A proprietor, upon whom a notice had been served relative to certain drainage operations on his property, appealed to the Sheriff-Substitute, on the ground that the notice was not authorised by the Commissioners, and that the property was sufficiently drained. The Sheriff-Substitute found that the notice was unauthorised, but had been subsequently sanctioned by the Commissioners, and ordered new notice instead of the former irregular procedure. He found further, that the property was not drained to the satisfaction of the Commissioners, and to that extent dismissed the note of appeal.
The proprietor brought a reduction of the Sheriff's decree, on the ground that the notice having been null and void and unauthorised, there was no process before the Sheriff-Substitute in which he could competently issue such a decree.

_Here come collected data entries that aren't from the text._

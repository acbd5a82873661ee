//! Configuration for orm-domain-codegen

pub mod defaults;
mod settings;

pub use settings::*;
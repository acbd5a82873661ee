//! Code generation module

mod code_generator;
mod context;
mod header_generator;
mod naming;
mod relations;
mod source_generator;
mod type_mapper;

pub use code_generator::*;
pub use context::*;
pub use header_generator::generate_header;
pub use naming::*;
pub use relations::*;
pub use source_generator::generate_source;
pub use type_mapper::*;

use crate::config::{defaults, CodegenConfig};

/// Settings that shape the emitted text
#[derive(Debug, Clone, PartialEq, Eq)]
pub struct EmitOptions {
    /// Namespace wrapping every generated class
    pub namespace: String,

    /// Directory prefix for includes between generated headers
    pub include_prefix: String,

    /// Spaces per tab when the text is written out
    pub tab_width: usize,

    /// Emit one include per foreign table instead of one per foreign key column
    pub dedup_includes: bool,
}

impl Default for EmitOptions {
    fn default() -> Self {
        Self {
            namespace: defaults::NAMESPACE.to_string(),
            include_prefix: defaults::INCLUDE_PREFIX.to_string(),
            tab_width: defaults::TAB_WIDTH,
            dedup_includes: defaults::DEDUP_INCLUDES,
        }
    }
}

impl From<&CodegenConfig> for EmitOptions {
    fn from(config: &CodegenConfig) -> Self {
        Self {
            namespace: config.namespace.clone(),
            include_prefix: config.include_prefix.clone(),
            tab_width: config.tab_width,
            dedup_includes: config.dedup_includes,
        }
    }
}

/// Replace every tab with `width` spaces.
pub fn expand_tabs(text: &str, width: usize) -> String {
    let spaces = " ".repeat(width);
    let mut out = String::with_capacity(text.len());
    for ch in text.chars() {
        if ch == '\t' {
            out.push_str(&spaces);
        } else {
            out.push(ch);
        }
    }
    out
}
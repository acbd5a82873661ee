//! Naming utilities for generated C++ code

use heck::ToShoutySnakeCase;

/// Include guard for a class header
/// e.g., "OrderItem" -> "ORM_DOMAIN__ORDER_ITEM__INCLUDED"
pub fn header_guard(class_name: &str) -> String {
    format!("ORM_DOMAIN__{}__INCLUDED", class_name.to_shouty_snake_case())
}

/// Declaration unit file name
pub fn header_file_name(class_name: &str) -> String {
    format!("{}.h", class_name)
}

/// Definition unit file name
pub fn source_file_name(class_name: &str) -> String {
    format!("{}.cpp", class_name)
}

/// Error type thrown when an object of a strong class is missing
pub fn not_found_error_name(class_name: &str) -> String {
    format!("{}NotFoundByID", class_name)
}

/// Bootstrap type binding a class into the domain factory
pub fn registrator_name(class_name: &str) -> String {
    format!("{}Registrator", class_name)
}

/// Managed collection member for a relation property
pub fn collection_member(property: &str) -> String {
    format!("{}_", property)
}

/// Null-check predicate for a column
/// e.g., "CLOSED_AT" -> "is_closed_at_null"
pub fn null_checker_name(column_name: &str) -> String {
    format!("is_{}_null", column_name.to_lowercase())
}

/// Setter/relation parameter name, suffixed so it never shadows a member
pub fn param_name(property: &str) -> String {
    format!("{}__", property.to_lowercase())
}

/// Quote `value` as a C++ string literal
pub fn cpp_string_literal(value: &str) -> String {
    let mut out = String::with_capacity(value.len() + 2);
    out.push('"');
    for ch in value.chars() {
        match ch {
            '"' => out.push_str("\\\""),
            '\\' => out.push_str("\\\\"),
            '\n' => out.push_str("\\n"),
            '\r' => out.push_str("\\r"),
            '\t' => out.push_str("\\t"),
            _ => out.push(ch),
        }
    }
    out.push('"');
    out
}

#[cfg(test)]
mod tests {
    use super::*;

    #[test]
    fn test_header_guard() {
        assert_eq!(header_guard("Client"), "ORM_DOMAIN__CLIENT__INCLUDED");
        assert_eq!(header_guard("OrderItem"), "ORM_DOMAIN__ORDER_ITEM__INCLUDED");
    }

    #[test]
    fn test_file_names() {
        assert_eq!(header_file_name("Client"), "Client.h");
        assert_eq!(source_file_name("Client"), "Client.cpp");
    }

    #[test]
    fn test_member_names() {
        assert_eq!(not_found_error_name("Client"), "ClientNotFoundByID");
        assert_eq!(registrator_name("Client"), "ClientRegistrator");
        assert_eq!(collection_member("orders"), "orders_");
        assert_eq!(null_checker_name("CLOSED_AT"), "is_closed_at_null");
        assert_eq!(param_name("Owner"), "owner__");
    }

    #[test]
    fn test_cpp_string_literal() {
        assert_eq!(cpp_string_literal("abc"), "\"abc\"");
        assert_eq!(cpp_string_literal("say \"hi\""), "\"say \\\"hi\\\"\"");
        assert_eq!(cpp_string_literal("a\\b\n"), "\"a\\\\b\\n\"");
    }
}
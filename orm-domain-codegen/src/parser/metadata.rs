//! Raw table descriptions as read from `CREATE TABLE` statements.
//!
//! Nothing here is interpreted yet: data types and defaults are kept as the
//! DDL spelled them, and the loader turns them into the typed schema.

/// One `CREATE TABLE` statement
#[derive(Debug, Clone, Default)]
pub struct TableMetadata {
    pub name: String,
    /// In declaration order
    pub columns: Vec<ColumnMetadata>,
    pub foreign_keys: Vec<ForeignKeyMetadata>,
    pub primary_key: Option<PrimaryKey>,
}

#[derive(Debug, Clone)]
pub struct ColumnMetadata {
    pub name: String,
    /// Rendered SQL type, e.g. `VARCHAR(100)`
    pub data_type: String,
    pub nullable: bool,
    pub default_value: Option<DefaultExpr>,
    pub is_auto_increment: bool,
}

/// A column's `DEFAULT` clause, with literal quoting already removed
#[derive(Debug, Clone, PartialEq, Eq)]
pub enum DefaultExpr {
    Null,
    /// Numeric literal as written, sign included
    Number(String),
    /// Single- or double-quoted string, unescaped
    String(String),
    Boolean(bool),
    /// Anything else (`CURRENT_TIMESTAMP`, `NOW()`, ...) rendered back to SQL
    Expression(String),
}

impl std::fmt::Display for DefaultExpr {
    fn fmt(&self, f: &mut std::fmt::Formatter<'_>) -> std::fmt::Result {
        match self {
            DefaultExpr::Null => f.write_str("NULL"),
            DefaultExpr::Number(n) => f.write_str(n),
            DefaultExpr::String(s) => write!(f, "'{}'", s),
            DefaultExpr::Boolean(b) => write!(f, "{}", b),
            DefaultExpr::Expression(e) => f.write_str(e),
        }
    }
}

#[derive(Debug, Clone)]
pub struct PrimaryKey {
    pub columns: Vec<String>,
}

impl PrimaryKey {
    pub fn is_composite(&self) -> bool {
        self.columns.len() > 1
    }
}

/// One column of a `FOREIGN KEY ... REFERENCES` clause
#[derive(Debug, Clone)]
pub struct ForeignKeyMetadata {
    pub column_name: String,
    pub referenced_table: String,
}

impl TableMetadata {
    pub fn get_column(&self, name: &str) -> Option<&ColumnMetadata> {
        self.columns.iter().find(|c| c.name == name)
    }

    pub fn is_primary_key_column(&self, column_name: &str) -> bool {
        match &self.primary_key {
            Some(pk) => pk.columns.iter().any(|c| c == column_name),
            None => false,
        }
    }

    /// Referenced table for a foreign key column
    pub fn foreign_table_of(&self, column_name: &str) -> Option<&str> {
        self.foreign_keys
            .iter()
            .find(|fk| fk.column_name == column_name)
            .map(|fk| fk.referenced_table.as_str())
    }
}
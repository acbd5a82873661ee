//! Main code generator orchestrator

use std::fs;
use std::path::{Path, PathBuf};

use tracing::{debug, info};

use super::context::TableContext;
use super::header_generator::generate_header;
use super::naming::{header_file_name, source_file_name};
use super::source_generator::generate_source;
use super::{expand_tabs, EmitOptions};
use crate::error::Result;
use crate::schema::{Schema, Table};

/// Drives generation of both artifacts for every selected table
pub struct DomainGenerator<'a> {
    schema: &'a Schema,
    options: EmitOptions,
    dry_run: bool,
}

impl<'a> DomainGenerator<'a> {
    pub fn new(schema: &'a Schema, options: EmitOptions) -> Self {
        Self {
            schema,
            options,
            dry_run: false,
        }
    }

    /// Render everything but write nothing
    pub fn dry_run(mut self, dry_run: bool) -> Self {
        self.dry_run = dry_run;
        self
    }

    /// Generate `<Class>.h` and `<Class>.cpp` for every table accepted by
    /// `accepts`, in physical-name order.
    ///
    /// Stops at the first failure; files already written are left in place.
    /// Returns the paths of the artifacts produced.
    pub fn generate<F>(&self, output_dir: &Path, accepts: F) -> Result<Vec<PathBuf>>
    where
        F: Fn(&str) -> bool,
    {
        if !self.dry_run {
            fs::create_dir_all(output_dir)?;
        }

        let mut written = Vec::new();
        for table in self.schema.tables() {
            if !accepts(&table.name) {
                debug!("Skipping table '{}'", table.name);
                continue;
            }
            written.extend(self.generate_table(table, output_dir)?);
        }

        Ok(written)
    }

    /// Header first, then source
    fn generate_table(&self, table: &Table, output_dir: &Path) -> Result<[PathBuf; 2]> {
        let ctx = TableContext::new(self.schema, table, &self.options)?;
        debug!("Table '{}' key shape: {}", table.name, ctx.key);

        let header_path = output_dir.join(header_file_name(&table.class_name));
        info!(
            "Generating file: {} for table '{}'",
            header_path.display(),
            table.name
        );
        let header = generate_header(&ctx)?;
        self.write(&header_path, &header)?;

        let source_path = output_dir.join(source_file_name(&table.class_name));
        info!(
            "Generating cpp file: {} for table '{}'",
            source_path.display(),
            table.name
        );
        let source = generate_source(&ctx)?;
        self.write(&source_path, &source)?;

        Ok([header_path, source_path])
    }

    fn write(&self, path: &Path, text: &str) -> Result<()> {
        if self.dry_run {
            return Ok(());
        }
        fs::write(path, expand_tabs(text, self.options.tab_width))?;
        Ok(())
    }

    /// Render a table's header with tabs expanded, without touching disk
    pub fn render_header(&self, table: &Table) -> Result<String> {
        let ctx = TableContext::new(self.schema, table, &self.options)?;
        Ok(expand_tabs(&generate_header(&ctx)?, self.options.tab_width))
    }

    /// Render a table's source with tabs expanded, without touching disk
    pub fn render_source(&self, table: &Table) -> Result<String> {
        let ctx = TableContext::new(self.schema, table, &self.options)?;
        Ok(expand_tabs(&generate_source(&ctx)?, self.options.tab_width))
    }
}
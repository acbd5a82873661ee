//! Error types for orm-domain-codegen

use thiserror::Error;

/// Result type alias for orm-domain-codegen operations
pub type Result<T> = std::result::Result<T, CodegenError>;

/// Errors that can occur while loading a schema or generating domain classes
#[derive(Error, Debug)]
pub enum CodegenError {
    #[error("Failed to parse SQL schema: {0}")]
    ParseError(String),

    #[error("Configuration error: {0}")]
    ConfigError(String),

    #[error("Validation error: {0}")]
    ValidationError(String),

    #[error("IO error: {0}")]
    IoError(#[from] std::io::Error),

    #[error("Table not found: {0}")]
    TableNotFound(String),

    #[error("Class not found: {0}")]
    ClassNotFound(String),

    #[error("Column {column} not found in table {table}")]
    ColumnNotFound { table: String, column: String },

    #[error("Unsupported data type {data_type} for column {table}.{column}")]
    UnsupportedDataType {
        table: String,
        column: String,
        data_type: String,
    },

    #[error("Invalid default value {value} for column {table}.{column}")]
    InvalidDefault {
        table: String,
        column: String,
        value: String,
    },

    /// A relation names two classes, but the "many" table has no foreign key
    /// column pointing back at the "one" table.
    #[error("Relation {one} -> {many}: no foreign key in {many_table} references {one_table}")]
    MissingForeignKey {
        one: String,
        many: String,
        one_table: String,
        many_table: String,
    },

    #[error("Relation {one} -> {many}: table {one_table} has no single integer primary key")]
    RelationTargetNotStrong {
        one: String,
        many: String,
        one_table: String,
    },
}

impl From<sqlparser::parser::ParserError> for CodegenError {
    fn from(err: sqlparser::parser::ParserError) -> Self {
        CodegenError::ParseError(err.to_string())
    }
}

impl From<config::ConfigError> for CodegenError {
    fn from(err: config::ConfigError) -> Self {
        CodegenError::ConfigError(err.to_string())
    }
}
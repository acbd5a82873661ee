//! Header generator - emits the declaration unit (`<Class>.h`) for a table

use std::collections::HashSet;

use super::context::TableContext;
use super::naming::{
    collection_member, cpp_string_literal, header_guard, not_found_error_name,
    null_checker_name, param_name, registrator_name,
};
use super::relations::{Collection, Reference};
use super::type_mapper::TypeMapper;
use crate::error::Result;
use crate::schema::SemanticType;

/// Render the header for one table; tabs are left unexpanded
pub fn generate_header(ctx: &TableContext<'_>) -> Result<String> {
    let mut code = String::new();

    write_prologue(ctx, &mut code)?;
    write_not_found_error(ctx, &mut code);
    write_forward_declarations(ctx, &mut code);
    write_class_open(ctx, &mut code);
    write_constructors(ctx, &mut code);
    write_attr_wrapper(ctx, &mut code);
    write_getters(ctx, &mut code);
    write_setters(ctx, &mut code);
    write_null_checkers(ctx, &mut code);
    write_relation_accessors(ctx, &mut code);
    write_footer(ctx, &mut code);

    Ok(code)
}

/// Include guard, includes and namespace
fn write_prologue(ctx: &TableContext<'_>, code: &mut String) -> Result<()> {
    let guard = header_guard(ctx.class_name());
    code.push_str(&format!("#ifndef {}\n#define {}\n\n", guard, guard));
    code.push_str("#include \"orm/DomainObj.h\"\n");

    // One include per foreign key column, in column order
    let mut seen = HashSet::new();
    for column in ctx.table.foreign_key_columns() {
        let Some(target) = column.foreign_key.as_deref() else {
            continue;
        };
        let class_name = &ctx.schema.find_table(target)?.class_name;
        if ctx.options.dedup_includes && !seen.insert(class_name.as_str()) {
            continue;
        }
        code.push_str(&format!("#include \"{}\"\n", ctx.include_path(class_name)));
    }

    code.push_str(&format!("\nnamespace {} {{\n\n", ctx.options.namespace));
    Ok(())
}

fn write_not_found_error(ctx: &TableContext<'_>, code: &mut String) {
    if ctx.is_weak() {
        return;
    }
    let class_name = ctx.class_name();
    let error_name = not_found_error_name(class_name);
    code.push_str(&format!(
        "class {error_name}: public Yb::ObjectNotFoundByKey\n\
         {{\n\
         public:\n\
         \t{error_name}(Yb::LongInt id)\n\
         \t\t: Yb::ObjectNotFoundByKey(\"{class_name} with ID = \" +\n\
         \t\t\tboost::lexical_cast<std::string>(id) + \" not found\")\n\
         \t{{}}\n\
         }};\n\n"
    ));
}

fn write_forward_declarations(ctx: &TableContext<'_>, code: &mut String) {
    for class_name in ctx.relations.forward_declarations() {
        code.push_str(&format!("class {};\n", class_name));
    }
    code.push('\n');
}

/// Class head, private collections and the static finder
fn write_class_open(ctx: &TableContext<'_>, code: &mut String) {
    let class_name = ctx.class_name();
    code.push_str(&format!(
        "class {}: public Yb::DomainObject\n{{\n",
        class_name
    ));

    // Collections stay private; the referenced classes may be incomplete here
    for collection in &ctx.relations.collections {
        code.push_str(&format!(
            "\tYb::ManagedList<{}> {};\n",
            collection.many_class,
            collection_member(collection.property)
        ));
    }

    code.push_str(&format!(
        "public:\n\
         \t// static method 'find'\n\
         \ttypedef std::vector<{class_name}> List;\n\
         \ttypedef std::auto_ptr<List> ListPtr;\n\
         \tstatic ListPtr find(Yb::SessionBase &session,\n\
         \t\t\tconst Yb::Filter &filter, const Yb::StrList order_by = \"\", int max_n = -1);\n"
    ));
}

fn write_constructors(ctx: &TableContext<'_>, code: &mut String) {
    let class_name = ctx.class_name();
    code.push_str("\t// constructors\n");
    code.push_str(&format!("\t{}();\n", class_name));
    code.push_str(&format!("\t{}(Yb::SessionBase &session);\n", class_name));

    code.push_str(&format!(
        "\t{}(Yb::SessionBase &session, const Yb::RowData &key)\n\
         \t\t: Yb::DomainObject(session, key)\n",
        class_name
    ));
    write_collection_inits(&ctx.relations.collections, "key.get_id()", code);
    code.push_str("\t{}\n");

    if ctx.key.is_strong() {
        code.push_str(&format!(
            "\t{}(Yb::SessionBase &session, Yb::LongInt id)\n\
             \t\t: Yb::DomainObject(session, {}, id)\n",
            class_name,
            cpp_string_literal(&ctx.table.name)
        ));
        write_collection_inits(&ctx.relations.collections, "id", code);
        code.push_str("\t{}\n");
    }
}

/// Bind each collection to the rows whose foreign key equals `id`
fn write_collection_inits(collections: &[Collection<'_>], id: &str, code: &mut String) {
    for collection in collections {
        code.push_str(&format!(
            "\t\t, {}(&session, Yb::filter_eq({}, {}))\n",
            collection_member(collection.property),
            cpp_string_literal(&collection.fk_column.name),
            id
        ));
    }
}

/// `get_attr_ex`: strong classes turn a generic miss into their own error
fn write_attr_wrapper(ctx: &TableContext<'_>, code: &mut String) {
    match ctx.key.key_column() {
        None => {
            code.push_str(
                "\tconst Yb::Value get_attr_ex(const std::string &field) const {\n\
                 \t\treturn get_attr(field);\n\
                 \t}\n",
            );
        }
        Some(key) => {
            code.push_str(&format!(
                "\tconst Yb::Value get_attr_ex(const std::string &field) const {{\n\
                 \t\ttry {{\n\
                 \t\t\treturn get_attr(field);\n\
                 \t\t}}\n\
                 \t\tcatch (const Yb::ObjectNotFoundByKey &) {{\n\
                 \t\t\tthrow {}(get_attr({}).as_longint());\n\
                 \t\t}}\n\
                 \t}}\n",
                not_found_error_name(ctx.class_name()),
                cpp_string_literal(&key.name)
            ));
        }
    }
}

fn write_getters(ctx: &TableContext<'_>, code: &mut String) {
    code.push_str("\t// getters\n");
    for column in ctx.table.columns.iter().filter(|c| !c.has_fk()) {
        let attr = cpp_string_literal(&column.name);
        if column.semantic_type == SemanticType::String {
            // Null strings read back as empty
            code.push_str(&format!(
                "\t{} get_{}() const {{\n\
                 \t\tYb::Value v(get_attr_ex({}));\n\
                 \t\treturn v.is_null()? std::string(): v.as_string();\n\
                 \t}}\n",
                TypeMapper::map(SemanticType::String).declared,
                column.property,
                attr
            ));
        } else {
            let mapped = TypeMapper::map(TypeMapper::getter_type(column, &ctx.key));
            code.push_str(&format!(
                "\t{} get_{}() const {{\n\
                 \t\treturn get_attr_ex({}).{};\n\
                 \t}}\n",
                mapped.declared, column.property, attr, mapped.extraction
            ));
        }
    }
}

fn write_setters(ctx: &TableContext<'_>, code: &mut String) {
    code.push_str("\t// setters\n");
    for column in ctx
        .table
        .columns
        .iter()
        .filter(|c| !c.has_fk() && !c.read_only && !c.primary_key)
    {
        let param = param_name(&column.property);
        code.push_str(&format!(
            "\tvoid set_{}({}) {{\n\
             \t\tset_attr({}, Yb::Value({}));\n\
             \t}}\n",
            column.property,
            TypeMapper::map(column.semantic_type).param(column.semantic_type, &param),
            cpp_string_literal(&column.name),
            param
        ));
    }
}

fn write_null_checkers(ctx: &TableContext<'_>, code: &mut String) {
    code.push_str("\t// on null checkers\n");
    for column in ctx
        .table
        .columns
        .iter()
        .filter(|c| c.nullable && !c.primary_key)
    {
        code.push_str(&format!(
            "\tbool {}() const {{\n\
             \t\treturn get_attr_ex({}).is_null();\n\
             \t}}\n",
            null_checker_name(&column.name),
            cpp_string_literal(&column.name)
        ));
    }
}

Held that as the matter in the notice and the decree were within the scope of the statute, the clause of finality contained in section 397 applied, and the action dismissed as incompetent.
This was an action of reduction by Robert Brand, builder, Arbroath, of an interlocutor of the Sheriff-Substitute of Forfarshire pronounced in an appeal taken by him against a notice and resolution of the Commissioners of Police of Forfarshire relative to certain drainage operations which they proposed to carry out.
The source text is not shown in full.